Directions. Every line from the line containing "let mut seen = Vec::new();" to the end of the data must appear in the answer exactly as it appears there, and nothing else.

(Saved data entries)
#[cfg(test)]
mod tests {
    use super::*;
    use pretty_assertions::assert_eq;
    use rstest::*;
    use std::cell::RefCell;
    use std::io::Write;
    use std::rc::Rc;

    use typhoon_core::OutOfRangePolicy;
    use typhoon_core::models::ReadRecord;
    use typhoon_occupancy::MemoryReadSource;

    /// Records every fetch in a shared event log.
    struct LoggedSource {
        inner: MemoryReadSource,
        events: Rc<RefCell<Vec<String>>>,
    }

    impl ReadSource for LoggedSource {
        fn fetch(&mut self, window: &GenomicWindow) -> Result<Vec<ReadRecord>> {
            self.events.borrow_mut().push(format!("fetch {}", window.start));
            self.inner.fetch(window)
        }
    }

    #[fixture]
    fn reads() -> Vec<ReadRecord> {
        vec![
            ReadRecord::new(1000, 150),
            ReadRecord::new(1040, 147),
            ReadRecord::new(1100, -150),
            ReadRecord::new(1200, 400),
        ]
    }

    #[fixture]
    fn typhoon_config() -> PlotConfig {
        let mut config = PlotConfig::new(
            PlotMode::Typhoon,
            "chrII",
            1100,
            PathBuf::from("plots/936-941.png"),
        );
        config.offset = Some(200);
        config.inputs = vec![PathBuf::from("DM936.bam"), PathBuf::from("DM941.bam")];
        config.genes = Some(PathBuf::from("does/not/exist.txt"));
        config
    }

    #[rstest]
    fn test_plot_typhoon_full(typhoon_config: PlotConfig, reads: Vec<ReadRecord>) {
        let mut opened = Vec::new();
        let mut rendered = Vec::new();

        let outputs = plot_typhoon(
            &typhoon_config,
            |path| {
                opened.push(path.to_path_buf());
                Ok(MemoryReadSource::new(reads.clone()))
            },
            |output, title, panels, genes, layout| {
                rendered.push((output.to_path_buf(), title.map(String::from), panels.to_vec()));
                assert!(genes.is_empty());
                assert!(!layout.condensed);
                Ok(())
            },
        )
        .unwrap();

        assert_eq!(outputs, vec![PathBuf::from("plots/936-941.png")]);
        assert_eq!(opened, typhoon_config.inputs);
        assert_eq!(rendered.len(), 1);

        let (output, title, panels) = &rendered[0];
        assert_eq!(output, &typhoon_config.output);
        assert_eq!(title, &None);
        assert_eq!(panels.len(), 2);
        assert_eq!(panels[0].title.as_deref(), Some("DM936.bam"));
        assert_eq!(
            panels[0].x_desc.as_deref(),
            Some("Position on chromosome chrII (center: 1100)")
        );
        assert_eq!(panels[0].y_desc.as_deref(), Some(FRAGMENT_LENGTH_DESC));

        let matrix = &panels[0].matrix;
        assert_eq!(matrix.shape(), (251, 401));
        assert_eq!(matrix.ceiling(), 15);
        // negative and 400 bp fragments are dropped; the rest cover
        // [1030, 1120] and [1069, 1156]
        assert_eq!(matrix.total(), 91 + 88);
        assert_eq!(matrix.get(150, 1030), Some(1));
        assert_eq!(matrix.get(147, 1069), Some(1));
    }

    #[rstest]
    fn test_plot_typhoon_condensed(mut typhoon_config: PlotConfig, reads: Vec<ReadRecord>) {
        typhoon_config.condensed = true;
        typhoon_config.out_of_range = OutOfRangePolicy::Clamp;
        let mut titles = Vec::new();

        plot_typhoon(
            &typhoon_config,
            |_| Ok(MemoryReadSource::new(reads.clone())),
            |_, title, panels, _, layout| {
                titles.push(title.map(String::from));
                assert!(layout.condensed);
                assert!(panels.iter().all(|p| p.title.is_none() && p.x_desc.is_none()));
                // the 400 bp fragment lands on the top row
                assert!(panels[0].matrix.occupied_cells().any(|(row, _, _)| row == 250));
                Ok(())
            },
        )
        .unwrap();

        assert_eq!(titles, vec![Some("936-941.png".to_string())]);
    }

    #[rstest]
    fn test_plot_typhoon_with_genes(mut typhoon_config: PlotConfig) {
        let mut gene_file = tempfile::NamedTempFile::new().unwrap();
        writeln!(gene_file, "# name,strand,left,right\nPHO5,+,1000,1300").unwrap();
        typhoon_config.genes = Some(gene_file.path().to_path_buf());

        plot_typhoon(
            &typhoon_config,
            |_| Ok(MemoryReadSource::default()),
            |_, _, _, genes, _| {
                assert_eq!(genes.len(), 1);
                assert_eq!(genes[0].name, "PHO5");
                Ok(())
            },
        )
        .unwrap();
    }

    #[rstest]
    fn test_open_failure_is_fatal(typhoon_config: PlotConfig) {
        let res = plot_typhoon(
            &typhoon_config,
            |path| Err::<MemoryReadSource, _>(TyphoonError::MissingInputFile(path.to_path_buf())),
            |_, _, _, _, _| Ok(()),
        );
        assert!(matches!(res, Err(TyphoonError::MissingInputFile(_))));
    }

    #[fixture]
    fn windows_config() -> PlotConfig {
        let mut config = PlotConfig::new(
            PlotMode::Windows,
            "chrII",
            0,
            PathBuf::from("multiWindow_test.png"),
        );
        config.extent = Some(100);
        config.limit = Some(5000);
        config.inputs = vec![PathBuf::from("DM936.bam")];
        config
    }

    #[rstest]
    fn test_plot_windows_batches(windows_config: PlotConfig) {
        let events = Rc::new(RefCell::new(Vec::new()));
        let mut opened = 0;

        let outputs = plot_windows(
            &windows_config,
            |_| {
                opened += 1;
                Ok(LoggedSource {
                    inner: MemoryReadSource::new(vec![ReadRecord::new(3010, 20)]),
                    events: events.clone(),
                })
            },
            |output, title, panels, _, layout| {
                assert_eq!(title, None);
                assert_eq!(layout.dpi, 100);
                assert!(panels.iter().all(|p| p.matrix.ceiling() == 30));
                events.borrow_mut().push(format!(
                    "render {} {}",
                    output.display(),
                    panels.len()
                ));
                Ok(())
            },
        )
        .unwrap();

        assert_eq!(opened, 1);
        assert_eq!(
            outputs,
            vec![
                PathBuf::from("multiWindow_test_1.png"),
                PathBuf::from("multiWindow_test_2.png")
            ]
        );

        let events = events.borrow();
        assert_eq!(events.len(), 52);
        assert_eq!(events[29], "fetch 2900");
        assert_eq!(events[30], "render multiWindow_test_1.png 30");
        assert_eq!(events[31], "fetch 3000");
        assert_eq!(events[51], "render multiWindow_test_2.png 20");
    }

    #[rstest]
    fn test_plot_windows_panel_labels(windows_config: PlotConfig) {
        let mut panels_seen = Vec::new();

        plot_windows(
            &windows_config,
            |_| Ok(MemoryReadSource::new(vec![ReadRecord::new(3010, 20)])),
            |_, _, panels, _, _| {
                panels_seen.extend(panels.iter().cloned());
                Ok(())
            },
        )
        .unwrap();

        assert_eq!(panels_seen.len(), 50);
        assert_eq!(panels_seen[30].x_desc.as_deref(), Some("Position from chrII:3000"));
        assert_eq!(panels_seen[30].y_desc.as_deref(), Some(FRAGMENT_LENGTH_DESC));
        assert_eq!(panels_seen[30].matrix.total(), 13);
        assert_eq!(panels_seen[31].matrix.total(), 0);
    }

    #[rstest]
    fn test_progress_message_counts_regions(windows_config: PlotConfig) {
        let windows = windows_config.windows().unwrap();
        let batches = plan_batches(&windows, 30).unwrap();

        assert_eq!(
            progress_message(&batches[0], 0, batches.len(), windows.len()),
            "file 1 of 2, region 1 of 50"
        );
        assert_eq!(
            progress_message(&batches[1], 19, batches.len(), windows.len()),
            "file 2 of 2, region 50 of 50"
        );
    }

    #[rstest]
    fn test_failed_batch_keeps_earlier_outputs(windows_config: PlotConfig) {
        let mut written = Vec::new();

        let res = plot_windows(
            &windows_config,
            |_| Ok(MemoryReadSource::default()),
            |output, _, _, _, _| {
                if written.is_empty() {
                    written.push(output.to_path_buf());
                    Ok(())
                } else {
                    Err(TyphoonError::Render("disk full".to_string()))
                }
            },
        );

        assert!(matches!(res, Err(TyphoonError::Render(_))));
        assert_eq!(written, vec![PathBuf::from("multiWindow_test_1.png")]);
    }

    #[rstest]
    fn test_plot_density(mut typhoon_config: PlotConfig, reads: Vec<ReadRecord>) {
        typhoon_config.mode = PlotMode::Density;
        typhoon_config.output = PathBuf::from("kde_936.png");
        let mut seen = Vec::new();

        plot_density(
            &typhoon_config,
            |_| Ok(MemoryReadSource::new(reads.clone())),
            |output, title, panels, _| {
                seen.push((output.to_path_buf(), title.map(String::from), panels.len()));
                let curve = &panels[0].curve;
                assert_eq!(curve.positions.first(), Some(&900));
                assert_eq!(curve.positions.len(), 14);
                assert_eq!(panels[0].title.as_deref(), Some("DM936.bam"));
                Ok(())
            },
        )
        .unwrap();

        assert_eq!(
            seen,
            vec![(PathBuf::from("kde_936.png"), Some("kde_936".to_string()), 2)]
        );
    }

    #[rstest]
    fn test_plot_density_title(mut typhoon_config: PlotConfig) {
        typhoon_config.mode = PlotMode::Density;
        typhoon_config.title = Some("DM936 - 430250".to_string());

        plot_density(
            &typhoon_config,
            |_| Ok(MemoryReadSource::default()),
            |_, title, _, _| {
                assert_eq!(title, Some("DM936 - 430250"));
                Ok(())
            },
        )
        .unwrap();
    }

    #[rstest]
    fn test_run_plot_validates_first(typhoon_config: PlotConfig) {
        let res = run_plot(&typhoon_config);
        assert!(matches!(res, Err(TyphoonError::MissingInputFile(_))));
    }
}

Solved problem.
        let mut seen = Vec::new();

        plot_density(
            &typhoon_config,
            |_| Ok(MemoryReadSource::new(reads.clone())),
            |output, title, panels, _| {
                seen.push((output.to_path_buf(), title.map(String::from), panels.len()));
                let curve = &panels[0].curve;
                assert_eq!(curve.positions.first(), Some(&900));
                assert_eq!(curve.positions.len(), 14);
                assert_eq!(panels[0].title.as_deref(), Some("DM936.bam"));
                Ok(())
            },
        )
        .unwrap();

        assert_eq!(
            seen,
            vec![(PathBuf::from("kde_936.png"), Some("kde_936".to_string()), 2)]
        );
    }

    #[rstest]
    fn test_plot_density_title(mut typhoon_config: PlotConfig) {
        typhoon_config.mode = PlotMode::Density;
        typhoon_config.title = Some("DM936 - 430250".to_string());

        plot_density(
            &typhoon_config,
            |_| Ok(MemoryReadSource::default()),
            |_, title, _, _| {
                assert_eq!(title, Some("DM936 - 430250"));
                Ok(())
            },
        )
        .unwrap();
    }

    #[rstest]
    fn test_run_plot_validates_first(typhoon_config: PlotConfig) {
        let res = run_plot(&typhoon_config);
        assert!(matches!(res, Err(TyphoonError::MissingInputFile(_))));
    }
}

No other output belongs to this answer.